Notre super Madame-Propre dont les deux produits fétiches : le bicarbonate et le Faxin (produit pour les vitres) va donc entreprendre de nettoyer tout ce qui est à sa portée. Mais sa vie et ses valeurs vont être bousculées par le football. Car les rares enfants du village adorent ce sport et bien malgré elle Britt-Marie va devoir s’y intéresser. Peu à peu nous découvrirons les différents drames qui ont jalonné sa vie et nous la comprendrons un peu mieux ; je me suis attachée à Britt-Marie qui a été si mal aimée dans sa vie. Les habitants du village qui semblent aussi des caricatures vont prendre de la consistance. Pour devenir plus humains, il semblerait qu’en Suède il faut connaître le déclassement social, à l’image de Kent qui, de gros « macho » stupide devient un mari plus attentif et plus aimant parce qu’il a perdu son travail.
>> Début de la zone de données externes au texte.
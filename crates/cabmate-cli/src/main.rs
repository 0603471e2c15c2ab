mod display;

use std::path::PathBuf;
use std::sync::Arc;
use std::time::Duration;

use anyhow::Context;
use cabmate_core::{ArityPolicy, MatchWindow, ParseOptions, RecordFilter, RecordId};
use cabmate_store::{
    JsonFileRepository, PartnerRequest, RecordStore, ServiceConfig, StoreConfig, StoreError,
    SystemClock, TargetSpec, TravelService,
};
use cabmate_sync::FeedClient;
use clap::{Parser, Subcommand, ValueEnum};
use tracing::{info, warn};

#[derive(Parser)]
#[command(name = "cabmate", version, about = "Find people sharing your trip from the travel sheet")]
struct Cli {
    /// Published CSV export of the travel sheet.
    #[arg(long, env = "CABMATE_FEED_URL")]
    feed_url: String,

    /// Seconds a fetch stays fresh before the feed is checked again.
    #[arg(long, env = "CABMATE_FRESHNESS_SECS", default_value_t = 30)]
    freshness_secs: u64,

    /// Upper bound on one feed request, in seconds.
    #[arg(long, env = "CABMATE_TIMEOUT_SECS", default_value_t = 10)]
    timeout_secs: u64,

    /// Accept rows with more fields than the header.
    #[arg(long, env = "CABMATE_LENIENT")]
    lenient: bool,

    /// JSON file mirroring the last fetched records.
    #[arg(long, env = "CABMATE_CACHE_FILE")]
    cache_file: Option<PathBuf>,

    #[command(subcommand)]
    command: Command,
}

#[derive(Subcommand)]
enum Command {
    /// List travellers, optionally filtered.
    Records {
        /// Matches name, contact, place, or flight/train number.
        #[arg(long)]
        search: Option<String>,
        #[arg(long)]
        date: Option<String>,
        #[arg(long)]
        place: Option<String>,
        /// Fetch even if the cache is fresh.
        #[arg(long)]
        refresh: bool,
        #[arg(long)]
        json: bool,
    },
    /// Report whether the feed changed since a known fingerprint.
    Check {
        #[arg(long)]
        hash: Option<String>,
        #[arg(long)]
        json: bool,
    },
    /// Find compatible travel partners.
    Partners {
        /// Id of a listed record.
        #[arg(long, conflicts_with_all = ["date", "place", "time", "name"])]
        id: Option<String>,
        #[arg(long, required_unless_present = "id")]
        date: Option<String>,
        #[arg(long, required_unless_present = "id")]
        place: Option<String>,
        /// HH:MM[:SS]; leave out for a flexible departure.
        #[arg(long)]
        time: Option<String>,
        /// Your name as entered in the sheet, to leave yourself out.
        #[arg(long)]
        name: Option<String>,
        #[arg(long, value_enum, default_value_t = WindowPreset::Tight)]
        window: WindowPreset,
        /// Minutes earlier a partner may leave (custom window).
        #[arg(long)]
        before: Option<u32>,
        /// Minutes later a partner may leave (custom window).
        #[arg(long)]
        after: Option<u32>,
        #[arg(long)]
        limit: Option<usize>,
        #[arg(long)]
        json: bool,
    },
    /// Poll the feed and report each change.
    Watch {
        #[arg(long, default_value_t = 30)]
        interval_secs: u64,
        /// Fingerprint already seen.
        #[arg(long)]
        hash: Option<String>,
    },
    /// Show cache state for this process (after loading the cache file).
    Status {
        #[arg(long)]
        json: bool,
    },
}

#[derive(Clone, Copy, ValueEnum)]
enum WindowPreset {
    /// ±30 minutes.
    Tight,
    /// ±1 hour.
    OneHour,
    /// ±2 hours.
    TwoHours,
    /// 2 hours before to 1 hour after.
    Legacy,
    /// --before / --after.
    Custom,
}

fn resolve_window(
    preset: WindowPreset,
    before: Option<u32>,
    after: Option<u32>,
) -> anyhow::Result<MatchWindow> {
    let window = match preset {
        WindowPreset::Tight => MatchWindow::tight(),
        WindowPreset::OneHour => MatchWindow::one_hour(),
        WindowPreset::TwoHours => MatchWindow::two_hours(),
        WindowPreset::Legacy => MatchWindow::legacy(),
        WindowPreset::Custom => {
            let (Some(before), Some(after)) = (before, after) else {
                anyhow::bail!("--window custom needs both --before and --after");
            };
            return Ok(MatchWindow::custom(before, after));
        }
    };
    anyhow::ensure!(
        before.is_none() && after.is_none(),
        "--before/--after only apply to --window custom"
    );
    Ok(window)
}

async fn build_service(cli: &Cli) -> anyhow::Result<TravelService> {
    let timeout = Duration::from_secs(cli.timeout_secs);
    let client = FeedClient::new(cli.feed_url.clone(), timeout).context("building feed client")?;

    let config = StoreConfig {
        freshness: Duration::from_secs(cli.freshness_secs),
        fetch_timeout: timeout,
        parse: ParseOptions {
            arity: if cli.lenient {
                ArityPolicy::Lenient
            } else {
                ArityPolicy::Strict
            },
        },
    };
    let mut store = RecordStore::new(Arc::new(client), Arc::new(SystemClock), config);
    if let Some(path) = &cli.cache_file {
        store = store.with_repository(Arc::new(JsonFileRepository::new(path)));
    }
    store
        .warm_start()
        .await
        .context("loading cache file")?;

    Ok(TravelService::new(Arc::new(store), ServiceConfig::default()))
}

fn print_json<T: serde::Serialize>(value: &T) -> anyhow::Result<()> {
    println!("{}", serde_json::to_string_pretty(value)?);
    Ok(())
}

#[tokio::main]
async fn main() -> anyhow::Result<()> {
    tracing_subscriber::fmt().with_writer(std::io::stderr).init();
    let cli = Cli::parse();
    info!("cabmate v{}", env!("CARGO_PKG_VERSION"));

    let service = build_service(&cli).await?;

    match cli.command {
        Command::Records {
            search,
            date,
            place,
            refresh,
            json,
        } => {
            let fetched = if refresh {
                service.refresh().await
            } else {
                service.get_records().await
            };
            let snapshot = match fetched {
                Ok(snapshot) => snapshot,
                // Listing tolerates a dead feed if there is something to show.
                Err(StoreError::Network(e)) => {
                    let stale = service.store().snapshot().await;
                    if stale.records.is_empty() {
                        return Err(StoreError::Network(e)).context("fetching travel feed");
                    }
                    warn!(error = %e, "feed unavailable; showing cached records");
                    stale.into()
                }
                Err(e) => return Err(e).context("fetching travel feed"),
            };

            let filter = RecordFilter {
                search,
                date,
                destination: place,
            };
            let records = filter.apply(&snapshot.records);
            if json {
                print_json(&records)?;
            } else {
                display::print_records(&snapshot, &records);
            }
        }

        Command::Check { hash, json } => {
            let status = service
                .check_for_updates(hash.as_deref())
                .await
                .context("checking for updates")?;
            if json {
                print_json(&status)?;
            } else {
                display::print_update(&status);
            }
        }

        Command::Partners {
            id,
            date,
            place,
            time,
            name,
            window,
            before,
            after,
            limit,
            json,
        } => {
            let window = resolve_window(window, before, after)?;
            let target = match id {
                Some(id) => TargetSpec::ById(RecordId::from(id.as_str())),
                None => {
                    let departure_time = time.unwrap_or_default();
                    if !json {
                        println!(
                            "Looking for partners on {} to {}, leaving {}",
                            date.as_deref().unwrap_or_default(),
                            place.as_deref().unwrap_or_default(),
                            display::describe_time(&departure_time)
                        );
                    }
                    TargetSpec::ByFields {
                        name,
                        travel_date: date.unwrap_or_default(),
                        departure_time,
                        place: place.unwrap_or_default(),
                    }
                }
            };

            let results = service
                .find_partners(PartnerRequest {
                    target,
                    window: Some(window),
                    limit,
                })
                .await
                .context("finding partners")?;
            if json {
                print_json(&results)?;
            } else {
                display::print_partners(&results);
            }
        }

        Command::Watch {
            interval_secs,
            mut hash,
        } => {
            let mut ticker = tokio::time::interval(Duration::from_secs(interval_secs.max(1)));
            loop {
                tokio::select! {
                    _ = ticker.tick() => {}
                    _ = tokio::signal::ctrl_c() => {
                        info!("stopping watch");
                        break;
                    }
                }

                match service.check_for_updates(hash.as_deref()).await {
                    Ok(status) => {
                        if status.has_changed {
                            display::print_update(&status);
                            hash = status.current_fingerprint.map(|f| f.to_string());
                        }
                    }
                    Err(e) => warn!(error = %e, "update check failed; retrying next tick"),
                }
            }
        }

        Command::Status { json } => {
            let health = service.health().await;
            if json {
                print_json(&health)?;
            } else {
                display::print_health(&health);
            }
        }
    }

    Ok(())
}
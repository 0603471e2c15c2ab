//! Canonical travel record produced from the feed.

use std::fmt;

use serde::{Deserialize, Serialize};
use sha2::{Digest, Sha256};

/// Hex characters kept from the SHA-256 digest when deriving an id.
const ID_HEX_LEN: usize = 16;

/// Content-derived record identity.
///
/// Derived from `name|travelDate|place`, so the same traveller submitting the
/// same trip keeps the same id across fetches.
#[derive(Debug, Clone, PartialEq, Eq, Hash, PartialOrd, Ord, Serialize, Deserialize)]
#[serde(transparent)]
pub struct RecordId(String);

impl RecordId {
    /// Derive the id for a `(name, travel_date, place)` triple. Inputs are trimmed.
    pub fn derive(name: &str, travel_date: &str, place: &str) -> Self {
        let mut hasher = Sha256::new();
        hasher.update(name.trim().as_bytes());
        hasher.update(b"|");
        hasher.update(travel_date.trim().as_bytes());
        hasher.update(b"|");
        hasher.update(place.trim().as_bytes());
        let mut hex = format!("{:x}", hasher.finalize());
        hex.truncate(ID_HEX_LEN);
        Self(hex)
    }

    pub fn as_str(&self) -> &str {
        &self.0
    }
}

impl fmt::Display for RecordId {
    fn fmt(&self, f: &mut fmt::Formatter<'_>) -> fmt::Result {
        f.write_str(&self.0)
    }
}

impl From<&str> for RecordId {
    fn from(s: &str) -> Self {
        Self(s.trim().to_string())
    }
}

/// One traveller's submitted plan.
///
/// Every field except `id` is free-form text as it appeared in the feed,
/// trimmed. `name`, `travel_date` and `place` are guaranteed non-empty.
#[derive(Debug, Clone, PartialEq, Eq, Serialize, Deserialize)]
#[serde(rename_all = "camelCase")]
pub struct TravelRecord {
    pub id: RecordId,
    pub timestamp: String,
    pub email: String,
    pub name: String,
    pub contact: String,
    /// Compared by exact string equality, never parsed as a date.
    pub travel_date: String,
    /// `HH:MM[:SS]`, or blank / a sentinel for a flexible departure.
    pub departure_time: String,
    pub place: String,
    pub flight_train_number: String,
}

/// Field values collected for one row before admission.
#[derive(Debug, Clone, Default)]
pub struct RecordDraft {
    pub timestamp: String,
    pub email: String,
    pub name: String,
    pub contact: String,
    pub travel_date: String,
    pub departure_time: String,
    pub place: String,
    pub flight_train_number: String,
}

impl RecordDraft {
    /// Apply the admission filter: trim every field and build a record only if
    /// `name`, `travel_date` and `place` are all non-empty.
    pub fn admit(self) -> Option<TravelRecord> {
        let name = self.name.trim().to_string();
        let travel_date = self.travel_date.trim().to_string();
        let place = self.place.trim().to_string();
        if name.is_empty() || travel_date.is_empty() || place.is_empty() {
            return None;
        }

        Some(TravelRecord {
            id: RecordId::derive(&name, &travel_date, &place),
            timestamp: self.timestamp.trim().to_string(),
            email: self.email.trim().to_string(),
            name,
            contact: self.contact.trim().to_string(),
            travel_date,
            departure_time: self.departure_time.trim().to_string(),
            place,
            flight_train_number: self.flight_train_number.trim().to_string(),
        })
    }
}
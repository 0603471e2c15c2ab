//! Feed transport: fetches the published spreadsheet export over HTTP.

#[cfg(feature = "http")]
pub mod http;

#[cfg(feature = "http")]
pub use http::{FeedClient, FeedError};
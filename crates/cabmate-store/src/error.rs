use std::time::Duration;

use cabmate_core::{RecordId, ValidationError};
use thiserror::Error;

/// Failure reaching the upstream feed.
#[derive(Debug, Clone, Error)]
pub enum FetchError {
    #[error("feed request failed: {0}")]
    Transport(String),

    #[error("feed returned {status}: {body}")]
    Status { status: u16, body: String },

    #[error("feed request timed out after {0:?}")]
    Timeout(Duration),
}

#[derive(Debug, Error)]
pub enum RepositoryError {
    #[error("io error: {0}")]
    Io(#[from] std::io::Error),

    #[error("json error: {0}")]
    Json(#[from] serde_json::Error),
}

#[derive(Debug, Error)]
pub enum StoreError {
    #[error("network error: {0}")]
    Network(#[from] FetchError),

    #[error("validation error: {0}")]
    Validation(#[from] ValidationError),

    #[error("no record with id {0}")]
    UnknownRecord(RecordId),

    #[error("repository error: {0}")]
    Repository(#[from] RepositoryError),
}
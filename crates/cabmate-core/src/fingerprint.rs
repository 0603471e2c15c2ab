//! Content fingerprint of a normalized record set.
//!
//! Hashes the records rather than the raw payload, so formatting churn in the
//! export (quoting, blank lines, rejected rows) does not register as a change.

use std::fmt;

use serde::{Deserialize, Serialize};
use sha2::{Digest, Sha256};

use crate::record::TravelRecord;

/// Lowercase hex SHA-256.
#[derive(Debug, Clone, PartialEq, Eq, Hash, Serialize, Deserialize)]
#[serde(transparent)]
pub struct Fingerprint(String);

impl Fingerprint {
    pub fn as_str(&self) -> &str {
        &self.0
    }

    /// Compare against a fingerprint supplied by a caller. Surrounding
    /// whitespace and hex case are ignored.
    pub fn matches(&self, other: &str) -> bool {
        self.0.eq_ignore_ascii_case(other.trim())
    }
}

impl fmt::Display for Fingerprint {
    fn fmt(&self, f: &mut fmt::Formatter<'_>) -> fmt::Result {
        f.write_str(&self.0)
    }
}

pub fn fingerprint_records(records: &[TravelRecord]) -> Fingerprint {
    let mut hasher = Sha256::new();
    // Serializing plain strings cannot fail; an empty input still hashes.
    let bytes = serde_json::to_vec(records).unwrap_or_default();
    hasher.update(&bytes);
    Fingerprint(format!("{:x}", hasher.finalize()))
}
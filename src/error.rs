use std::fmt;
use std::io;

/// which kind of memory access a range fault came from
#[derive(Debug, Clone, Copy, PartialEq, Eq)]
pub enum MemoryOp {
    /// `fx55`, registers into memory
    Store,
    /// `fx65`, memory into registers
    Load,
    /// `fx33`
    Bcd,
    /// `dxyn` reading its sprite rows
    Sprite,
    /// `1nnn`, `2nnn`, `bnnn` or `00ee` leaving the program region
    Jump,
    /// instruction fetch past the end of memory
    Fetch,
    /// `2nnn` or `00ee` reaching a stack slot
    Stack,
}

impl fmt::Display for MemoryOp {
    fn fmt(&self, f: &mut fmt::Formatter<'_>) -> fmt::Result {
        let name = match self {
            MemoryOp::Store => "store",
            MemoryOp::Load => "load",
            MemoryOp::Bcd => "bcd",
            MemoryOp::Sprite => "sprite",
            MemoryOp::Jump => "jump",
            MemoryOp::Fetch => "fetch",
            MemoryOp::Stack => "stack",
        };
        f.write_str(name)
    }
}

/// Everything the engine can refuse to do. A faulting instruction leaves the
/// machine exactly as it was before the step, with `pc` still pointing at it.
#[derive(Debug, Clone, PartialEq, Eq, thiserror::Error)]
pub enum Fault {
    #[error("illegal opcode {opcode:#06x} at {address:#05x}")]
    IllegalOpcode { opcode: u16, address: u16 },

    #[error("stack overflow calling from {address:#05x}")]
    StackOverflow { address: u16 },

    #[error("stack underflow returning from {address:#05x}")]
    StackUnderflow { address: u16 },

    #[error("program is {size} bytes, the program region holds {capacity}")]
    ProgramTooLarge { size: usize, capacity: usize },

    #[error("program is empty")]
    EmptyProgram,

    #[error("{op} of {length} bytes at {base:#05x} is outside memory")]
    MemoryRangeFault { op: MemoryOp, base: u16, length: u16 },
}

/// errors from loading a program out of a reader
#[derive(Debug, thiserror::Error)]
pub enum Error {
    #[error("io error: {0}")]
    Io(#[from] io::Error),

    #[error(transparent)]
    Fault(#[from] Fault),
}

#[cfg(test)]
mod tests {
    use super::*;

    #[test]
    fn test_illegal_opcode_message() {
        let f = Fault::IllegalOpcode {
            opcode: 0x5121,
            address: 0x204,
        };
        assert_eq!(f.to_string(), "illegal opcode 0x5121 at 0x204");
    }

    #[test]
    fn test_range_fault_message() {
        let f = Fault::MemoryRangeFault {
            op: MemoryOp::Store,
            base: 0xffe,
            length: 4,
        };
        assert_eq!(f.to_string(), "store of 4 bytes at 0xffe is outside memory");
    }
}
//! # chip8-vm
//!
//! A CHIP-8 virtual machine: the fetch/decode/execute engine plus the bits a
//! host needs to put it on a terminal.
//!
//! ## Design
//!
//! * the engine (`interpreter`) owns the machine state and nothing else; it
//!   is driven one `step()` at a time and never looks at a clock
//! * timers tick from a separate `tick_timers()` call, so CPU speed and timer
//!   cadence can be set independently by whoever drives it
//! * faults are values: a faulting instruction changes nothing, and the
//!   driver decides whether to halt or skip
//! * display, keypad and sound are traits, so a variety of front ends work;
//!   the terminal one is TUI + crossterm
//!
//! Model
//!
//! ```text
//! main (cli)
//!  |-- display, keypad, sound, RunConfig
//!  |-- interpreter(display, keypad)
//!  |    |-- machine state(memory map, registers, timers)
//!  |    |-- opcode decode
//!  |    `-- sprite compositor
//!  `-- driver loop
//!       |-- steps_per_frame x interpreter.step()
//!       |-- interpreter.tick_timers()
//!       |-- sound.set_tone(st > 0)
//!       `-- sleep until next frame
//! ```
//!
//! ## Memory map
//!
//! ```text
//! 0x000-0x1ff  interpreter (font at 0x050)
//! 0x200-0xe9f  program
//! 0xea0-0xf9f  display, 64x32 at 1bpp
//! 0xfa0-0xfff  stack, 48 return addresses
//! ```
pub mod display;
pub mod driver;
pub mod error;
pub mod input;
pub mod interpreter;
pub mod memory;
pub mod opcode;
pub mod sound;
pub mod sprite;
pub mod state;

pub use error::{Error, Fault, MemoryOp};
pub use interpreter::{Chip8Interpreter, StepStatus};
pub use state::MachineState;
Certes, c’est une vision sociale un peu trop simpliste mais, comme je le dis au début, c’est aussi un roman qui fait du bien car on le lit en souriant. Alors, lisez-le si vous voulez vous dépaysez avec une femme d’un autre temps dans un pays plus connu pour ses auteurs de romans policiers que pour le genre « conte social humaniste ».

 

Citations

Le début .

Fourchettes. couteau. cuillère.
 Dans cet ordre.
 Britt-Marie n’est certainement pas femme à juger autrui, mais quelle personne civilisée aurait l’idée d’organiser un tiroir à couverts autrement ? Britt-Marie ne juge personne mais tout de même, nous ne sommes pas des animaux.

L’amour .

 Difficile à dire quand l’amour s’épanouit. Un jour, on se réveille et il a éclos d’un coup. C’est pareil dans l’autre sens : on s’aperçoit trop tard qu’il a déjà fané. L’amour ressemble beaucoup aux fleurs de balcons, en cela. Parfois, même le bicarbonate de marche pas.

Le couple.

C’est comme ça, quand on a vécu assez longtemps auprès d’un homme qui essaie constamment de faire de l’humour. Il n’y avait plus de place pour d’autres plaisanteries que les siennes dans leur relation. Kent faisait le bout en train et Britt-Marie faisait la vaisselle. Voilà comment les tâches étaient réparties.

Humour suédois.

 Elle place également des verres devant les enfants. L’un d’eux, celui que Britt-Marie ne décrirait jamais comme « obèse », mais qui donne l’impression d’avoir souvent chipé la limonade de ses camarades, lui dit avec entrain qu’il « préfère boire dans la canette ».
– Certainement pas, ici on boit dans un verre, articule impitoyablement Britt-Marie. 
-Pourquoi ? 
– Parce que nous ne sommes pas des animaux.
Le garçon observe sa canette de limonade dans un silence songeur, puis demande  :
– Il y a des animaux qui arrivent à boire à la canette, en dehors de l’homme ?

Philosophie de la vie.

 Parce que la vie est plus que les chaussures dans lesquelles on marche, plus que la personne qu’on est. Ce sont les liens. Les fragments de soi dans le cœur d’une autre personne. Les souvenirs, les murs, les placards et les tiroir à couverts dans lesquels on sait où sont rangés les affaires. Toute une vie d’ajustements visant à l’organisation parfaite, à l’aérodynamique unique de deux personnalités. Une vie commune, faite de tout ce qui est commun. Pierre et mortier, télécommandes et mots croisés, chemise et bicarbonate, placard de salle de bains et rasoir électrique dans le troisième tiroir. Il a besoin d’elle pour tout cela. Si elle n’est pas la, rien ne va. Elle est essentielle, inestimable, irremplaçable.

Joli dialogue.

 -J’avais cru comprendre qu’on devient policier parce qu’on croit aux lois et aux règles souffle-t-elle
-Je crois que Sven est devenu policier parce qu’il croit à la justice répond Samy.